EXERCISE OBJECTIVE:
Out of the records below, copy all lines in which the word "entry" occurs.

[Stored data]

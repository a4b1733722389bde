use chrono::{NaiveDateTime, NaiveTime};
use serde::{Deserialize, Serialize};
use std::fmt;

/// All seven weekdays, Monday first (bit 0 = Monday).
pub const EVERY_DAY: u8 = 0b0111_1111;

// ---------------------------------------------------------------------------
// Visibility
// ---------------------------------------------------------------------------

#[derive(Debug, Clone, Copy, PartialEq, Eq, Serialize, Deserialize)]
#[serde(rename_all = "snake_case")]
pub enum Visibility {
    AlwaysVisible,
    AlwaysHidden,
    VisibleOnTime,
    HiddenOnTime,
}

impl Visibility {
    pub fn as_str(self) -> &'static str {
        match self {
            Visibility::AlwaysVisible => "always_visible",
            Visibility::AlwaysHidden => "always_hidden",
            Visibility::VisibleOnTime => "visible_on_time",
            Visibility::HiddenOnTime => "hidden_on_time",
        }
    }
}

impl fmt::Display for Visibility {
    fn fmt(&self, f: &mut fmt::Formatter<'_>) -> fmt::Result {
        f.write_str(self.as_str())
    }
}

// ---------------------------------------------------------------------------
// Schedule
// ---------------------------------------------------------------------------

/// A scene's visibility policy: a visibility mode, a `[from, to)` time-of-day
/// window and a Monday-first day-of-week bitmask. The window and mask only
/// matter for the two `*OnTime` modes.
#[derive(Debug, Clone, PartialEq, Eq, Serialize, Deserialize)]
pub struct Schedule {
    #[serde(rename = "type")]
    pub visibility: Visibility,
    #[serde(with = "hhmm")]
    pub from: NaiveTime,
    #[serde(with = "hhmm")]
    pub to: NaiveTime,
    pub day_of_week: u8,
}

impl Default for Schedule {
    fn default() -> Self {
        Self {
            visibility: Visibility::AlwaysVisible,
            from: NaiveTime::MIN,
            to: NaiveTime::MIN,
            day_of_week: EVERY_DAY,
        }
    }
}

impl Schedule {
    pub fn new(visibility: Visibility, from: NaiveTime, to: NaiveTime, day_of_week: u8) -> Self {
        Self {
            visibility,
            from,
            to,
            day_of_week: day_of_week & EVERY_DAY,
        }
    }

    fn in_window(&self, at: NaiveDateTime) -> bool {
        use chrono::Datelike;
        let day_bit = 1u8 << at.weekday().num_days_from_monday();
        if self.day_of_week & day_bit == 0 {
            return false;
        }
        let t = at.time();
        t >= self.from && t < self.to
    }

    /// Evaluate the policy at a wall-clock instant.
    pub fn is_visible_at(&self, at: NaiveDateTime) -> bool {
        match self.visibility {
            Visibility::AlwaysVisible => true,
            Visibility::AlwaysHidden => false,
            Visibility::VisibleOnTime => self.in_window(at),
            Visibility::HiddenOnTime => !self.in_window(at),
        }
    }
}

// HH:MM (de)serialization for the schedule window.
mod hhmm {
    use chrono::NaiveTime;
    use serde::{Deserialize, Deserializer, Serializer};

    const FORMAT: &str = "%H:%M";

    pub fn serialize<S: Serializer>(time: &NaiveTime, ser: S) -> Result<S::Ok, S::Error> {
        ser.serialize_str(&time.format(FORMAT).to_string())
    }

    pub fn deserialize<'de, D: Deserializer<'de>>(de: D) -> Result<NaiveTime, D::Error> {
        let s = String::deserialize(de)?;
        NaiveTime::parse_from_str(&s, FORMAT).map_err(serde::de::Error::custom)
    }
}

// ---------------------------------------------------------------------------
// Tests
// ---------------------------------------------------------------------------
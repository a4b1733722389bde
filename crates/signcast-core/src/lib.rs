pub mod channel;
pub mod config;
pub mod datatype;
pub mod error;
pub mod io;
pub mod media;
pub mod object_store;
pub mod paths;
pub mod schedule;
pub mod signage;
pub mod store;
pub mod template;
pub mod value;

pub use error::{Result, SigncastError};
pub use store::ContentStore;
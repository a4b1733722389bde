use crate::datatype::MediaKind;
use crate::error::Result;
use std::path::{Path, PathBuf};

/// File-backed media roots for image and video fields.
///
/// A media value's identity is its filename; validity is existence under the
/// matching root. No registry is kept in memory, the filesystem is the
/// source of truth.
#[derive(Debug, Clone)]
pub struct MediaStore {
    image_root: PathBuf,
    video_root: PathBuf,
}

impl MediaStore {
    pub fn new(image_root: PathBuf, video_root: PathBuf) -> Self {
        Self {
            image_root,
            video_root,
        }
    }

    pub fn root(&self, kind: MediaKind) -> &Path {
        match kind {
            MediaKind::Image => &self.image_root,
            MediaKind::Video => &self.video_root,
        }
    }

    pub fn file_path(&self, kind: MediaKind, file_name: &str) -> PathBuf {
        self.root(kind).join(file_name)
    }

    pub fn has_file(&self, kind: MediaKind, file_name: &str) -> bool {
        // Reject anything that could step outside the media root.
        if file_name.is_empty()
            || file_name.contains('/')
            || file_name.contains('\\')
            || file_name.contains("..")
        {
            return false;
        }
        self.file_path(kind, file_name).is_file()
    }

    /// Filenames under the given root, sorted.
    pub fn list(&self, kind: MediaKind) -> Result<Vec<String>> {
        let root = self.root(kind);
        if !root.exists() {
            return Ok(Vec::new());
        }
        let mut names = Vec::new();
        for entry in std::fs::read_dir(root)? {
            let entry = entry?;
            if entry.file_type()?.is_file() {
                names.push(entry.file_name().to_string_lossy().into_owned());
            }
        }
        names.sort();
        Ok(names)
    }
}

#[cfg(test)]
mod tests {
    use super::*;
    use tempfile::TempDir;

    fn store(dir: &TempDir) -> MediaStore {
        let image = dir.path().join("image");
        let video = dir.path().join("video");
        std::fs::create_dir_all(&image).unwrap();
        std::fs::create_dir_all(&video).unwrap();
        MediaStore::new(image, video)
    }

    #[test]
    fn has_file_checks_existence_per_root() {
        let dir = TempDir::new().unwrap();
        let media = store(&dir);
        std::fs::write(media.file_path(MediaKind::Image, "logo.png"), b"png").unwrap();

        assert!(media.has_file(MediaKind::Image, "logo.png"));
        assert!(!media.has_file(MediaKind::Video, "logo.png"));
        assert!(!media.has_file(MediaKind::Image, "missing.png"));
    }

    #[test]
    fn has_file_rejects_traversal() {
        let dir = TempDir::new().unwrap();
        let media = store(&dir);
        assert!(!media.has_file(MediaKind::Image, "../escape.png"));
        assert!(!media.has_file(MediaKind::Image, ""));
    }

    #[test]
    fn list_is_sorted_and_files_only() {
        let dir = TempDir::new().unwrap();
        let media = store(&dir);
        std::fs::write(media.file_path(MediaKind::Video, "b.mp4"), b"").unwrap();
        std::fs::write(media.file_path(MediaKind::Video, "a.mp4"), b"").unwrap();
        std::fs::create_dir(media.file_path(MediaKind::Video, "subdir")).unwrap();

        assert_eq!(media.list(MediaKind::Video).unwrap(), ["a.mp4", "b.mp4"]);
        assert_eq!(media.list(MediaKind::Image).unwrap(), Vec::<String>::new());
    }
}
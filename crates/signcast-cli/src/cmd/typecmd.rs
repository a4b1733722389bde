use crate::output::{print_json, print_table};
use anyhow::Context;
use clap::Subcommand;
use serde_json::json;
use std::path::Path;

#[derive(Subcommand)]
pub enum TypeSubcommand {
    /// List all loaded object types
    List,
    /// Show one type's fields
    Show { type_id: String },
    /// Delete a type (refused while schemas, templates, or values depend on it)
    Remove { type_id: String },
}

pub fn run(root: &Path, subcmd: TypeSubcommand, json: bool) -> anyhow::Result<()> {
    let mut store = super::load_store(root)?;
    match subcmd {
        TypeSubcommand::List => {
            if json {
                let types: Vec<_> = store
                    .objects()
                    .types()
                    .map(|t| json!({"id": t.id, "name": t.name, "fields": t.fields.len()}))
                    .collect();
                print_json(&types)
            } else {
                let rows = store
                    .objects()
                    .types()
                    .map(|t| vec![t.id.clone(), t.name.clone(), t.fields.len().to_string()])
                    .collect();
                print_table(&["ID", "NAME", "FIELDS"], rows);
                Ok(())
            }
        }
        TypeSubcommand::Show { type_id } => {
            let ty = store.objects().get_type(&type_id)?;
            if json {
                let fields: Vec<_> = ty
                    .fields
                    .iter()
                    .map(|f| json!({"id": f.id, "label": f.label, "kind": f.data_type.kind_str()}))
                    .collect();
                print_json(&json!({
                    "id": ty.id,
                    "name": ty.name,
                    "description": ty.description,
                    "fields": fields,
                }))
            } else {
                println!("{} ({})", ty.id, ty.name);
                let rows = ty
                    .fields
                    .iter()
                    .map(|f| {
                        vec![
                            f.id.clone(),
                            f.label.clone(),
                            f.data_type.kind_str().to_string(),
                        ]
                    })
                    .collect();
                print_table(&["FIELD", "LABEL", "KIND"], rows);
                Ok(())
            }
        }
        TypeSubcommand::Remove { type_id } => {
            store
                .remove_object_type(&type_id)
                .with_context(|| format!("failed to remove type '{type_id}'"))?;
            println!("removed type '{type_id}'");
            Ok(())
        }
    }
}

ANSWER TO THIS TASK:
        for entry in std::fs::read_dir(root)? {
            let entry = entry?;
            if entry.file_type()?.is_file() {
                names.push(entry.file_name().to_string_lossy().into_owned());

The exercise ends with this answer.